Как известно, в центре культуры Человечества всегда были отношения между мужчинами и женщинами. Поэтому во время культурного отдыха коллег в ресторане эти отношения, как всегда, стали основной темой беседы. После выпитого и съеденного Гаврилыча понесло. Сначала он снова попытался показать себя большим знатоком женщин. Окинув уже помутневшим взором на непослушной шее тускло освещённый зал, в коем большинство составляли именно предметы его вожделений, он повёл разговор о сексе.
– «Более сексуальны коротконогие женщины!» – начал он.
– «С низкой посадкой!» – уточнил инженер-механик Платон.
– «Да!» – коротко и сухо согласился Гудин, не желая втягивать Платона в своё соло.
– «А знаешь, почему?» – попытался наладить диалог Платон.
– «Ну!?» – немного раздражённо, как от назойливой мухи, попытался отбиться от него Гудин.
– «А у них это место дальше от мозгов, чем у длинноногих!» – под удивлённые смешки женщин, завершил свою шутку Платон.
– «Да, Платон! Давно мы твоих шуточек не слышали!» – первой опомнилась Надежда.
– «Конечно… с мозгами лучше…!» – не чётко выразила свою мысль, как заветную мечту, длинноногая Нона.
И тут, показывая на Гудина, вмешался Платон:
– «Смотри!
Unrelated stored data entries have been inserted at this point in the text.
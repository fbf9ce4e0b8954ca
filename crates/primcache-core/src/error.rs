use std::fmt;

use crate::dtype::DType;
use crate::shape::Shape;

/// Every failure the primitive cache and its backends can report.
///
/// Variants fall into three kinds (see [`ErrorKind`]): configuration errors
/// are detected before any backend call, planning errors come from a backend
/// refusing a descriptor combination, and execution errors come from binding
/// or running an already planned primitive.
#[derive(Debug, thiserror::Error)]
pub enum Error {
    /// Signed axis outside `[-rank, rank)`.
    #[error("axis {axis} out of range for tensor of rank {rank}")]
    AxisOutOfRange { axis: i64, rank: usize },

    #[error("dimension out of range: dim {dim} for tensor with {rank} dimensions")]
    DimOutOfRange { dim: usize, rank: usize },

    #[error("rank mismatch: expected rank {expected}, got {got}")]
    RankMismatch { expected: usize, got: usize },

    #[error("dtype mismatch: expected {expected}, got {got}")]
    DTypeMismatch { expected: DType, got: DType },

    #[error("shape mismatch: expected {expected}, got {got}")]
    ShapeMismatch { expected: Shape, got: Shape },

    /// Two concat inputs disagree on a dimension other than the concat axis.
    #[error("concat input {input}: dim {dim} is {got}, expected {expected}")]
    ConcatDimMismatch {
        input: usize,
        dim: usize,
        expected: usize,
        got: usize,
    },

    #[error("{op}: at least one input is required")]
    EmptyInputs { op: &'static str },

    /// Temperature that cannot be turned into a finite scale factor.
    #[error("unsupported softmax temperature {0}")]
    UnsupportedTemperature(f32),

    /// The backend rejected a primitive request.
    #[error("cannot plan {primitive}: {reason}")]
    Planning { primitive: String, reason: String },

    /// A tensor bound for one call does not fit the planned primitive.
    #[error("bad binding for argument {arg}: {reason}")]
    Binding { arg: String, reason: String },

    /// The backend failed while running a planned primitive.
    #[error("executing {primitive} failed: {reason}")]
    Execution { primitive: String, reason: String },

    #[error("{0}")]
    Msg(String),
}

/// Coarse classification of an [`Error`].
#[derive(Debug, Clone, Copy, PartialEq, Eq, Hash)]
pub enum ErrorKind {
    Configuration,
    Planning,
    Execution,
    Other,
}

impl fmt::Display for ErrorKind {
    fn fmt(&self, f: &mut fmt::Formatter<'_>) -> fmt::Result {
        let s = match self {
            ErrorKind::Configuration => "configuration",
            ErrorKind::Planning => "planning",
            ErrorKind::Execution => "execution",
            ErrorKind::Other => "other",
        };
        f.write_str(s)
    }
}

impl Error {
    pub fn msg(s: impl Into<String>) -> Self {
        Error::Msg(s.into())
    }

    pub fn planning(primitive: impl fmt::Display, reason: impl Into<String>) -> Self {
        Error::Planning {
            primitive: primitive.to_string(),
            reason: reason.into(),
        }
    }

    pub fn binding(arg: impl fmt::Display, reason: impl Into<String>) -> Self {
        Error::Binding {
            arg: arg.to_string(),
            reason: reason.into(),
        }
    }

    pub fn execution(primitive: impl fmt::Display, reason: impl Into<String>) -> Self {
        Error::Execution {
            primitive: primitive.to_string(),
            reason: reason.into(),
        }
    }

    pub fn kind(&self) -> ErrorKind {
        match self {
            Error::AxisOutOfRange { .. }
            | Error::DimOutOfRange { .. }
            | Error::RankMismatch { .. }
            | Error::DTypeMismatch { .. }
            | Error::ShapeMismatch { .. }
            | Error::ConcatDimMismatch { .. }
            | Error::EmptyInputs { .. }
            | Error::UnsupportedTemperature(_) => ErrorKind::Configuration,
            Error::Planning { .. } => ErrorKind::Planning,
            Error::Binding { .. } | Error::Execution { .. } => ErrorKind::Execution,
            Error::Msg(_) => ErrorKind::Other,
        }
    }

    pub fn is_configuration(&self) -> bool {
        self.kind() == ErrorKind::Configuration
    }

    pub fn is_planning(&self) -> bool {
        self.kind() == ErrorKind::Planning
    }

    pub fn is_execution(&self) -> bool {
        self.kind() == ErrorKind::Execution
    }
}

pub type Result<T> = std::result::Result<T, Error>;

/// Early return with a formatted [`Error::Msg`].
#[macro_export]
macro_rules! bail {
    ($($arg:tt)*) => {
        return Err($crate::Error::Msg(format!($($arg)*)))
    };
}

#[cfg(test)]
mod tests {
    use super::*;

    #[test]
    fn test_kinds() {
        assert!(Error::AxisOutOfRange { axis: 3, rank: 3 }.is_configuration());
        assert!(Error::UnsupportedTemperature(0.0).is_configuration());
        assert!(Error::planning("softmax_forward", "u8 data").is_planning());
        assert!(Error::binding("dst", "too small").is_execution());
        assert!(Error::execution("concat", "stream lost").is_execution());
        assert_eq!(Error::msg("x").kind(), ErrorKind::Other);
    }

    #[test]
    fn test_messages() {
        let e = Error::AxisOutOfRange { axis: -4, rank: 3 };
        assert_eq!(e.to_string(), "axis -4 out of range for tensor of rank 3");
        let e = Error::planning("softmax_forward", "dtype u8 is not supported");
        assert_eq!(
            e.to_string(),
            "cannot plan softmax_forward: dtype u8 is not supported"
        );
    }

    fn fails() -> Result<()> {
        crate::bail!("broken {}", 42)
    }

    #[test]
    fn test_bail() {
        assert_eq!(fails().unwrap_err().to_string(), "broken 42");
    }
}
У него даже намудничек под брюками оттопырился!».
– «Это от раздвоения личности!» – решила Нона, спасая брюки Гудина, который затем снова узурпировал право слова.
Иван Гаврилович гордо вещал, что сейчас его благосостояние наконец-то позволяет ему считать себя принадлежащим к среднему классу.
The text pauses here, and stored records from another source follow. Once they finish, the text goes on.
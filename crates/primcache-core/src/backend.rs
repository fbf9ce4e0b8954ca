use std::fmt;

use crate::binding::ExecArgs;
use crate::desc::TensorDesc;
use crate::dtype::DType;
use crate::error::Result;
use crate::plan::{OpDesc, Plan};

// Backend — the primitive-planning collaborator
//
// The cache never computes anything itself. It asks a backend three things:
//
//   plan         OpDesc → Plan         expensive, may refuse (planning error)
//   instantiate  Plan   → Primitive    cheap, done once per cache entry
//   execute      Primitive + bindings  per call, submitted to a stream
//
// plus `alloc` for the scratch buffers a multi-stage chain needs between
// stages.
//
// WHY A TRAIT?
//
// Backends are separate crates (the reference CPU backend lives in
// primcache-cpu) with their own buffer and primitive types. Associated types
// keep those concrete, so cache entries hold `B::Primitive` directly and
// nothing is boxed on the execution path.

/// An ordered execution queue. Primitives submitted to the same stream run
/// in submission order; `wait` blocks until all of them have finished.
pub trait BackendStream: fmt::Debug {
    /// A human-readable name for this stream (e.g. "cpu:0").
    fn name(&self) -> String;

    fn wait(&mut self) -> Result<()>;
}

/// A buffer that holds tensor data for a backend.
pub trait BackendStorage: fmt::Debug + Send + Sync + 'static {
    fn dtype(&self) -> DType;

    /// Number of elements in the buffer.
    fn len(&self) -> usize;

    fn is_empty(&self) -> bool {
        self.len() == 0
    }
}

/// A primitive-planning backend.
pub trait Backend: Clone + fmt::Debug + 'static {
    type Storage: BackendStorage;
    type Stream: BackendStream;
    /// Executable primitive, stateless with respect to data.
    type Primitive: fmt::Debug + Send + Sync;

    fn name(&self) -> String;

    /// Produce an immutable plan, or a planning error if this backend cannot
    /// compute the request for these descriptors.
    fn plan(&self, op: &OpDesc<'_>) -> Result<Plan>;

    /// Build an executable primitive from a plan this backend produced.
    fn instantiate(&self, plan: &Plan) -> Result<Self::Primitive>;

    /// Allocate a buffer able to hold a tensor with descriptor `desc`.
    /// Contents are unspecified.
    fn alloc(&self, desc: &TensorDesc) -> Result<Self::Storage>;

    /// Run `primitive` with `args` bound to its slots, ordered on `stream`.
    fn execute(
        &self,
        primitive: &Self::Primitive,
        args: ExecArgs<'_, Self::Storage>,
        stream: &mut Self::Stream,
    ) -> Result<()>;
}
– «Если ты и относишься к среднему классу, то находишься на самом его дне, в отстойнике!» – опустил его на ёлкин-палкин стул Платон.
Но Гудин не унимался, чуть ли не устроив себе бенефис.
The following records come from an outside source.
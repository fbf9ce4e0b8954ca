// Reference kernels
//
// Every kernel works on dense, row-major f64 slices that the backend has
// gathered from the bound views. An axis of a row-major tensor splits the
// flat index space into (outer, axis, inner) blocks:
//
//   flat = (o * axis_len + k) * inner + i
//
// so softmax reduces over k for each (o, i) pair, and concat copies
// `axis_len_j * inner` contiguous runs from each input per outer index.

/// `(outer, axis_len, inner)` split of `dims` around `axis`.
#[derive(Debug, Clone, Copy, PartialEq, Eq)]
pub struct AxisGeometry {
    pub outer: usize,
    pub axis_len: usize,
    pub inner: usize,
}

impl AxisGeometry {
    pub fn new(dims: &[usize], axis: usize) -> Self {
        AxisGeometry {
            outer: dims[..axis].iter().product(),
            axis_len: dims[axis],
            inner: dims[axis + 1..].iter().product(),
        }
    }

    fn index(&self, o: usize, k: usize, i: usize) -> usize {
        (o * self.axis_len + k) * self.inner + i
    }
}

/// Numerically stable softmax along the geometry's axis.
pub fn softmax_forward(src: &[f64], g: AxisGeometry) -> Vec<f64> {
    let mut dst = vec![0.0; src.len()];
    for o in 0..g.outer {
        for i in 0..g.inner {
            let max = (0..g.axis_len)
                .map(|k| src[g.index(o, k, i)])
                .fold(f64::NEG_INFINITY, f64::max);
            let mut sum = 0.0;
            for k in 0..g.axis_len {
                let idx = g.index(o, k, i);
                let e = (src[idx] - max).exp();
                dst[idx] = e;
                sum += e;
            }
            for k in 0..g.axis_len {
                dst[g.index(o, k, i)] /= sum;
            }
        }
    }
    dst
}

/// Gradient of softmax given its output `dst` and the incoming gradient
/// `diff_dst`: `diff_src = dst * (diff_dst - sum(diff_dst * dst))`.
pub fn softmax_backward(diff_dst: &[f64], dst: &[f64], g: AxisGeometry) -> Vec<f64> {
    let mut diff_src = vec![0.0; dst.len()];
    for o in 0..g.outer {
        for i in 0..g.inner {
            let dot: f64 = (0..g.axis_len)
                .map(|k| {
                    let idx = g.index(o, k, i);
                    diff_dst[idx] * dst[idx]
                })
                .sum();
            for k in 0..g.axis_len {
                let idx = g.index(o, k, i);
                diff_src[idx] = dst[idx] * (diff_dst[idx] - dot);
            }
        }
    }
    diff_src
}

/// `alpha * x + beta`, elementwise.
pub fn linear(src: &[f64], alpha: f64, beta: f64) -> Vec<f64> {
    src.iter().map(|&x| alpha * x + beta).collect()
}

/// Concatenate row-major inputs along an axis. `axis_lens[j]` is input j's
/// extent on the axis; `outer`/`inner` are shared by all inputs.
pub fn concat(srcs: &[Vec<f64>], axis_lens: &[usize], outer: usize, inner: usize) -> Vec<f64> {
    let total: usize = axis_lens.iter().sum();
    let mut dst = Vec::with_capacity(outer * total * inner);
    for o in 0..outer {
        for (src, &len) in srcs.iter().zip(axis_lens.iter()) {
            let run = len * inner;
            dst.extend_from_slice(&src[o * run..(o + 1) * run]);
        }
    }
    dst
}

/// `dst + src`, elementwise.
pub fn accumulate(dst: &[f64], src: &[f64]) -> Vec<f64> {
    dst.iter().zip(src.iter()).map(|(a, b)| a + b).collect()
}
Продолжая кем-то невольно затронутую тему сытости, он вдруг вспомнил:
– «Да! Я на днях проснулся среди ночи от чувства голода, встал и своего червячка… замочил!».
– «Стало быть, ты ей засадил? Своего червячка-то!» – съёрничал Платон, подразумевая его Галю.
Гудин бурно возмутился, обвиняя Платона в пошлых шутках, при этом чуть ли не крича:
– «Сколько раз тебе говорить? Эта тема не дискутабельна!».
– «Ну, что ты всё время петушишься? Петушок, ты наш!» – задиристо ответил Платон Ивану.
А после его возмущения уточнил:
– «Хорошо! Не нравится быть петушком, будешь цыплёнком табака!».
Коллеги снова засмеялись, ставя старшего в неудобное положение.
От смущения Иван Гаврилович даже почесал свои редкие, как всегда, коротко стриженые волосёнки.
– «Ну, что, дедка! Почесал свою репку?!» – не отступал Платон.
– «Платон! По тебе сразу видно, что ты, в отличие от меня, не вращался в культурной среде!» – сел на своего любимого конька Гудин.